Does E10 damage your car?

Car manufacturers have known about the plans to introduce E10 fuel for a considerable time so, since 2011, all new cars have had to be E10 compatible. But drivers of older vehicles may need to take measures to prevent E10 unleaded causing damage to their cars.

Bioethanol can be more corrosive than petrol, so seals, hoses, plastics and metals – particularly alloys – may need to be replaced more often.

Ethanol is also hygroscopic, meaning that it absorbs and even draws in water from the atmosphere. This could potentially lead to condensation in fuel tanks. Plus, fuel lines and carburettors that were never meant to come into contact with water can now be exposed to it, resulting in corrosion or rust to components.

What happens if I put in the wrong fuel by mistake?

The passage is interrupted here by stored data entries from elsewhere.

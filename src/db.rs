use sqlx::{postgres::PgPoolOptions, PgPool};

/// Idempotent bootstrap DDL, applied on every start.
const SCHEMA: &[&str] = &[
    r#"
    CREATE TABLE IF NOT EXISTS leads (
        id SERIAL PRIMARY KEY,
        name VARCHAR(255) NOT NULL,
        surname VARCHAR(255) NOT NULL,
        patronymic VARCHAR(255),
        business_info TEXT,
        budget VARCHAR(255),
        contact_method VARCHAR(255),
        comments TEXT,
        niche VARCHAR(255),
        company_size VARCHAR(255),
        task_volume VARCHAR(255),
        role VARCHAR(100),
        business_size VARCHAR(255),
        need_volume VARCHAR(255),
        deadline VARCHAR(255),
        task_type VARCHAR(255),
        product_interest VARCHAR(255),
        preferred_contact_method VARCHAR(255),
        convenient_time VARCHAR(255),
        created_at TIMESTAMPTZ NOT NULL DEFAULT now()
    )
    "#,
    // Tables created before the services catalog existed lack this column
    "ALTER TABLE leads ADD COLUMN IF NOT EXISTS service VARCHAR(255)",
    r#"
    CREATE TABLE IF NOT EXISTS lead_metrics (
        id INTEGER PRIMARY KEY REFERENCES leads(id) ON DELETE CASCADE,
        time_on_page_seconds VARCHAR(50),
        buttons_clicked TEXT,
        cursor_hover_data TEXT,
        return_count INTEGER NOT NULL DEFAULT 0,
        raw_metrics TEXT,
        created_at TIMESTAMPTZ NOT NULL DEFAULT now(),
        updated_at TIMESTAMPTZ NOT NULL DEFAULT now()
    )
    "#,
];

pub struct Database {
    pub pool: PgPool,
}

impl Database {
    pub async fn new(database_url: &str) -> anyhow::Result<Self> {
        let pool = PgPoolOptions::new()
            .max_connections(10)
            .connect(database_url)
            .await?;

        sqlx::query("SELECT 1").execute(&pool).await?;

        let db = Self { pool };
        db.ensure_schema().await?;
        Ok(db)
    }

    async fn ensure_schema(&self) -> anyhow::Result<()> {
        for statement in SCHEMA {
            sqlx::query(statement).execute(&self.pool).await?;
        }
        tracing::info!("Database schema is up to date");
        Ok(())
    }
}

If you’ve filled up with E10 and you should have used E5, it might make the engine difficult to start and you may experience a strange knocking sound. But it shouldn’t be a huge problem – just top up with the right fuel as soon as possible. Using E10 fuel in a non-compatible car over a long period of time, though, could cause lasting damage to the engine.

If your vehicle is compatible with E10 petrol, it’s perfectly safe to mix E5 and E10 in the same tank, or fill up with E5 if E10 isn’t available.

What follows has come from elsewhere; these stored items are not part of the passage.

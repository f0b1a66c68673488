use crate::errors::{AppError, ResultExt};
use crate::models::{
    CreateLeadMetricsRequest, CreateLeadRequest, Lead, LeadMetrics, UpdateLeadMetricsRequest,
    UpdateLeadRequest,
};
use sqlx::PgPool;

const LEAD_COLUMNS: &str = "id, name, surname, patronymic, business_info, budget, \
    contact_method, comments, niche, company_size, task_volume, role, business_size, \
    need_volume, deadline, task_type, product_interest, preferred_contact_method, \
    convenient_time, service, created_at";

const METRICS_COLUMNS: &str = "id, time_on_page_seconds, buttons_clicked, cursor_hover_data, \
    return_count, raw_metrics, created_at, updated_at";

/// CRUD over the `leads` table.
#[derive(Clone)]
pub struct LeadStorage {
    pool: PgPool,
}

impl LeadStorage {
    pub fn new(pool: PgPool) -> Self {
        Self { pool }
    }

    pub async fn create(&self, lead: &CreateLeadRequest) -> Result<Lead, AppError> {
        let sql = format!(
            r#"
            INSERT INTO leads (
                name, surname, patronymic, business_info, budget, contact_method, comments,
                niche, company_size, task_volume, role, business_size, need_volume, deadline,
                task_type, product_interest, preferred_contact_method, convenient_time, service
            )
            VALUES ($1, $2, $3, $4, $5, $6, $7, $8, $9, $10, $11, $12, $13, $14, $15, $16, $17, $18, $19)
            RETURNING {LEAD_COLUMNS}
            "#
        );

        let created = sqlx::query_as::<_, Lead>(&sql)
            .bind(&lead.name)
            .bind(&lead.surname)
            .bind(&lead.patronymic)
            .bind(&lead.business_info)
            .bind(&lead.budget)
            .bind(&lead.contact_method)
            .bind(&lead.comments)
            .bind(&lead.niche)
            .bind(&lead.company_size)
            .bind(&lead.task_volume)
            .bind(&lead.role)
            .bind(&lead.business_size)
            .bind(&lead.need_volume)
            .bind(&lead.deadline)
            .bind(&lead.task_type)
            .bind(&lead.product_interest)
            .bind(&lead.preferred_contact_method)
            .bind(&lead.convenient_time)
            .bind(&lead.service)
            .fetch_one(&self.pool)
            .await
            .context("inserting lead")?;

        tracing::info!("Stored lead {}", created.id);
        Ok(created)
    }

    pub async fn get(&self, id: i32) -> Result<Option<Lead>, AppError> {
        let sql = format!("SELECT {LEAD_COLUMNS} FROM leads WHERE id = $1");
        let lead = sqlx::query_as::<_, Lead>(&sql)
            .bind(id)
            .fetch_optional(&self.pool)
            .await?;
        Ok(lead)
    }

    /// Page through leads in insertion order.
    pub async fn list(&self, skip: i64, limit: i64) -> Result<Vec<Lead>, AppError> {
        let sql = format!("SELECT {LEAD_COLUMNS} FROM leads ORDER BY id OFFSET $1 LIMIT $2");
        let leads = sqlx::query_as::<_, Lead>(&sql)
            .bind(skip)
            .bind(limit)
            .fetch_all(&self.pool)
            .await
            .context("listing leads")?;
        Ok(leads)
    }

    /// Apply a partial update. Returns `None` when the lead does not exist.
    pub async fn update(
        &self,
        id: i32,
        patch: UpdateLeadRequest,
    ) -> Result<Option<Lead>, AppError> {
        let mut tx = self.pool.begin().await?;

        let sql = format!("SELECT {LEAD_COLUMNS} FROM leads WHERE id = $1 FOR UPDATE");
        let Some(mut lead) = sqlx::query_as::<_, Lead>(&sql)
            .bind(id)
            .fetch_optional(&mut *tx)
            .await?
        else {
            return Ok(None);
        };

        patch.apply_to(&mut lead);

        let sql = format!(
            r#"
            UPDATE leads SET
                name = $2, surname = $3, patronymic = $4, business_info = $5, budget = $6,
                contact_method = $7, comments = $8, niche = $9, company_size = $10,
                task_volume = $11, role = $12, business_size = $13, need_volume = $14,
                deadline = $15, task_type = $16, product_interest = $17,
                preferred_contact_method = $18, convenient_time = $19, service = $20
            WHERE id = $1
            RETURNING {LEAD_COLUMNS}
            "#
        );

        let updated = sqlx::query_as::<_, Lead>(&sql)
            .bind(lead.id)
            .bind(&lead.name)
            .bind(&lead.surname)
            .bind(&lead.patronymic)
            .bind(&lead.business_info)
            .bind(&lead.budget)
            .bind(&lead.contact_method)
            .bind(&lead.comments)
            .bind(&lead.niche)
            .bind(&lead.company_size)
            .bind(&lead.task_volume)
            .bind(&lead.role)
            .bind(&lead.business_size)
            .bind(&lead.need_volume)
            .bind(&lead.deadline)
            .bind(&lead.task_type)
            .bind(&lead.product_interest)
            .bind(&lead.preferred_contact_method)
            .bind(&lead.convenient_time)
            .bind(&lead.service)
            .fetch_one(&mut *tx)
            .await
            .with_context(|| format!("updating lead {}", id))?;

        tx.commit().await?;
        Ok(Some(updated))
    }

    /// Returns `false` when nothing was deleted.
    pub async fn delete(&self, id: i32) -> Result<bool, AppError> {
        let result = sqlx::query("DELETE FROM leads WHERE id = $1")
            .bind(id)
            .execute(&self.pool)
            .await?;
        Ok(result.rows_affected() > 0)
    }

    pub async fn exists(&self, id: i32) -> Result<bool, AppError> {
        let exists =
            sqlx::query_scalar::<_, bool>("SELECT EXISTS(SELECT 1 FROM leads WHERE id = $1)")
                .bind(id)
                .fetch_one(&self.pool)
                .await?;
        Ok(exists)
    }
}

/// CRUD over the `lead_metrics` table, keyed by lead id.
#[derive(Clone)]
pub struct LeadMetricsStorage {
    pool: PgPool,
}

impl LeadMetricsStorage {
    pub fn new(pool: PgPool) -> Self {
        Self { pool }
    }

    pub async fn create(
        &self,
        lead_id: i32,
        metrics: &CreateLeadMetricsRequest,
    ) -> Result<LeadMetrics, AppError> {
        let sql = format!(
            r#"
            INSERT INTO lead_metrics (
                id, time_on_page_seconds, buttons_clicked, cursor_hover_data, return_count, raw_metrics
            )
            VALUES ($1, $2, $3, $4, $5, $6)
            RETURNING {METRICS_COLUMNS}
            "#
        );

        let created = sqlx::query_as::<_, LeadMetrics>(&sql)
            .bind(lead_id)
            .bind(&metrics.time_on_page_seconds)
            .bind(&metrics.buttons_clicked)
            .bind(&metrics.cursor_hover_data)
            .bind(metrics.return_count)
            .bind(&metrics.raw_metrics)
            .fetch_one(&self.pool)
            .await
            .with_context(|| format!("inserting metrics for lead {}", lead_id))?;
        Ok(created)
    }

    pub async fn get(&self, lead_id: i32) -> Result<Option<LeadMetrics>, AppError> {
        let sql = format!("SELECT {METRICS_COLUMNS} FROM lead_metrics WHERE id = $1");
        let metrics = sqlx::query_as::<_, LeadMetrics>(&sql)
            .bind(lead_id)
            .fetch_optional(&self.pool)
            .await?;
        Ok(metrics)
    }

    pub async fn list(&self, skip: i64, limit: i64) -> Result<Vec<LeadMetrics>, AppError> {
        let sql =
            format!("SELECT {METRICS_COLUMNS} FROM lead_metrics ORDER BY id OFFSET $1 LIMIT $2");
        let metrics = sqlx::query_as::<_, LeadMetrics>(&sql)
            .bind(skip)
            .bind(limit)
            .fetch_all(&self.pool)
            .await
            .context("listing lead metrics")?;
        Ok(metrics)
    }

    pub async fn update(
        &self,
        lead_id: i32,
        patch: UpdateLeadMetricsRequest,
    ) -> Result<Option<LeadMetrics>, AppError> {
        let mut tx = self.pool.begin().await?;

        let sql = format!("SELECT {METRICS_COLUMNS} FROM lead_metrics WHERE id = $1 FOR UPDATE");
        let Some(mut metrics) = sqlx::query_as::<_, LeadMetrics>(&sql)
            .bind(lead_id)
            .fetch_optional(&mut *tx)
            .await?
        else {
            return Ok(None);
        };

        patch.apply_to(&mut metrics);

        let sql = format!(
            r#"
            UPDATE lead_metrics SET
                time_on_page_seconds = $2, buttons_clicked = $3, cursor_hover_data = $4,
                return_count = $5, raw_metrics = $6, updated_at = now()
            WHERE id = $1
            RETURNING {METRICS_COLUMNS}
            "#
        );

        let updated = sqlx::query_as::<_, LeadMetrics>(&sql)
            .bind(lead_id)
            .bind(&metrics.time_on_page_seconds)
            .bind(&metrics.buttons_clicked)
            .bind(&metrics.cursor_hover_data)
            .bind(metrics.return_count)
            .bind(&metrics.raw_metrics)
            .fetch_one(&mut *tx)
            .await
            .with_context(|| format!("updating metrics for lead {}", lead_id))?;

        tx.commit().await?;
        Ok(Some(updated))
    }

    pub async fn delete(&self, lead_id: i32) -> Result<bool, AppError> {
        let result = sqlx::query("DELETE FROM lead_metrics WHERE id = $1")
            .bind(lead_id)
            .execute(&self.pool)
            .await?;
        Ok(result.rows_affected() > 0)
    }
}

If you’ve put diesel in a petrol car or vice versa, you’ve got a problem. Putting petrol in a diesel car can potentially cause serious and expensive damage to the engine. See more in our guide to misfuelling.

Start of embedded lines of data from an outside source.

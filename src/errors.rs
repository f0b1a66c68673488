use axum::{
    http::{header, StatusCode},
    response::{IntoResponse, Response},
    Json,
};
use serde_json::json;
use std::fmt;

/// Application-specific error types.
#[derive(Debug)]
pub enum AppError {
    /// Database-related errors.
    DatabaseError(sqlx::Error),
    /// Resource not found error.
    NotFound(String),
    /// Bad request error (invalid input).
    BadRequest(String),
    /// Missing or invalid admin credentials.
    Unauthorized(String),
    /// Error with context chain for better debugging.
    WithContext {
        /// The underlying source of the error.
        source: Box<AppError>,
        /// Additional context message.
        context: String,
    },
}

impl fmt::Display for AppError {
    fn fmt(&self, f: &mut fmt::Formatter<'_>) -> fmt::Result {
        match self {
            AppError::DatabaseError(e) => write!(f, "Database error: {}", e),
            AppError::NotFound(msg) => write!(f, "Not found: {}", msg),
            AppError::BadRequest(msg) => write!(f, "Bad request: {}", msg),
            AppError::Unauthorized(msg) => write!(f, "Unauthorized: {}", msg),
            AppError::WithContext { source, context } => {
                write!(f, "{}: {}", context, source)
            }
        }
    }
}

impl std::error::Error for AppError {}

impl AppError {
    /// HTTP status this error maps to.
    pub fn status(&self) -> StatusCode {
        match self {
            AppError::DatabaseError(_) => StatusCode::INTERNAL_SERVER_ERROR,
            AppError::NotFound(_) => StatusCode::NOT_FOUND,
            AppError::BadRequest(_) => StatusCode::BAD_REQUEST,
            AppError::Unauthorized(_) => StatusCode::UNAUTHORIZED,
            AppError::WithContext { source, .. } => source.status(),
        }
    }

    /// True when the database rejected a write on a unique or primary key.
    pub fn is_unique_violation(&self) -> bool {
        match self {
            AppError::DatabaseError(sqlx::Error::Database(db_err)) => db_err.is_unique_violation(),
            AppError::WithContext { source, .. } => source.is_unique_violation(),
            _ => false,
        }
    }
}

impl IntoResponse for AppError {
    /// Maps each variant to a status code and a `{"error": ...}` body.
    /// Server-side failures are logged and masked.
    fn into_response(self) -> Response {
        let status = self.status();
        let error_message = match self {
            AppError::DatabaseError(e) => {
                tracing::error!("Database error: {:?}", e);
                "Database error".to_string()
            }
            AppError::NotFound(msg) | AppError::BadRequest(msg) => msg,
            AppError::Unauthorized(msg) => {
                tracing::warn!("Unauthorized access: {}", msg);
                return (
                    status,
                    [(header::WWW_AUTHENTICATE, "Bearer")],
                    Json(json!({ "error": "Unauthorized" })),
                )
                    .into_response();
            }
            AppError::WithContext { source, context } => {
                tracing::error!("Error with context: {} -> {}", context, source);
                return (*source).into_response();
            }
        };

        (status, Json(json!({ "error": error_message }))).into_response()
    }
}

impl From<sqlx::Error> for AppError {
    fn from(err: sqlx::Error) -> Self {
        AppError::DatabaseError(err)
    }
}

/// Extension trait for adding context to errors.
/// Similar to `anyhow::Context` but for our `AppError` type.
pub trait ResultExt<T> {
    fn context(self, context: impl Into<String>) -> Result<T, AppError>;

    /// Add context lazily (only evaluated on error).
    fn with_context<F>(self, f: F) -> Result<T, AppError>
    where
        F: FnOnce() -> String;
}

impl<T> ResultExt<T> for Result<T, AppError> {
    fn context(self, context: impl Into<String>) -> Result<T, AppError> {
        self.map_err(|e| AppError::WithContext {
            source: Box::new(e),
            context: context.into(),
        })
    }

    fn with_context<F>(self, f: F) -> Result<T, AppError>
    where
        F: FnOnce() -> String,
    {
        self.map_err(|e| AppError::WithContext {
            source: Box::new(e),
            context: f(),
        })
    }
}

impl<T> ResultExt<T> for Result<T, sqlx::Error> {
    fn context(self, context: impl Into<String>) -> Result<T, AppError> {
        self.map_err(|e| AppError::WithContext {
            source: Box::new(AppError::DatabaseError(e)),
            context: context.into(),
        })
    }

    fn with_context<F>(self, f: F) -> Result<T, AppError>
    where
        F: FnOnce() -> String,
    {
        self.map_err(|e| AppError::WithContext {
            source: Box::new(AppError::DatabaseError(e)),
            context: f(),
        })
    }
}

Is E10 petrol more expensive than other fuel types?

Before introducing E10 fuel, the government carried out an impact assessment and found that using it might be up to 0.2p a litre cheaper than E5 petrol. But bioethanol production is having to be ramped up, with wholesale petrol prices reflecting this. World events have also caused prices at the pump to rocket, so you’re unlikely to be feeling the benefits.

It's also worth noting that drivers of some older cars pre-dating 2011 who can’t use E10 can expect to pay more. That’s because they’ll need to switch to E5 super unleaded, which is more expensive than regular unleaded, as is diesel.

Frequently asked questions

Can E10 be used in diesel cars?

No, nothing changes for diesel. The change in fuel applies only to petrol vehicles.

Can I use E10 petrol in my classic car?

No, it’s not advisable and could cause damage to your vehicle. What’s more, there are suggestions that the Department for Transport may potentially remove E5 petrol from pumps in September 2026 – although this isn’t finalised. So it may be that after this date you’ll have to find specially created fuel additives to keep your classic car on the road in a similar way to what happened when unleaded petrol was introduced.

If you have a fibreglass petrol tank, you may have to install an aluminium one, and you may have to upgrade the car’s fuel lines. Check your carburettor to see if it could have problems.

Can I use E10 in my petrol-powered garden tools?

If you’ve got petrol-driven two-stroke equipment or garden machinery like lawnmowers, chainsaws, shredders and aerators, you’ll need to check with the manufacturer or dealer before switching to E10 if the manual doesn’t give instructions.

Jet-ski and boat-owners will also need to check too.

Will E10 fuel help reduce air pollution?

E10 fuel will help reduce the kinds of emissions that impact climate change, like CO2. But it won’t make a difference to emissions that are a concern for air quality and public health, including particulates, nitrogen oxides (NOx) and hydrocarbons. This means that the introduction of E10 petrol is unlikely to have any positive impact on air quality.

Will E10 petrol make any difference to whether I can drive into low emission zone?

No, it won’t change the status of your car if you want to drive in a clean air zone (CAZ), low emission zone (LEZ) or ultra-low emission zone (ULEZ).

Vehicles are rated on their Euro emissions standard, not the fuel they use.

I’m putting my vehicle in storage. Should I empty the tank of E10 fuel?

Neither petrol nor E10 like being stored. Water can separate out and evaporation can mean that the fuel in your tank becomes denser. If you’re concerned, it might be an idea to use super unleaded, with less than 5% ethanol, for your last tankful before putting your vehicle away.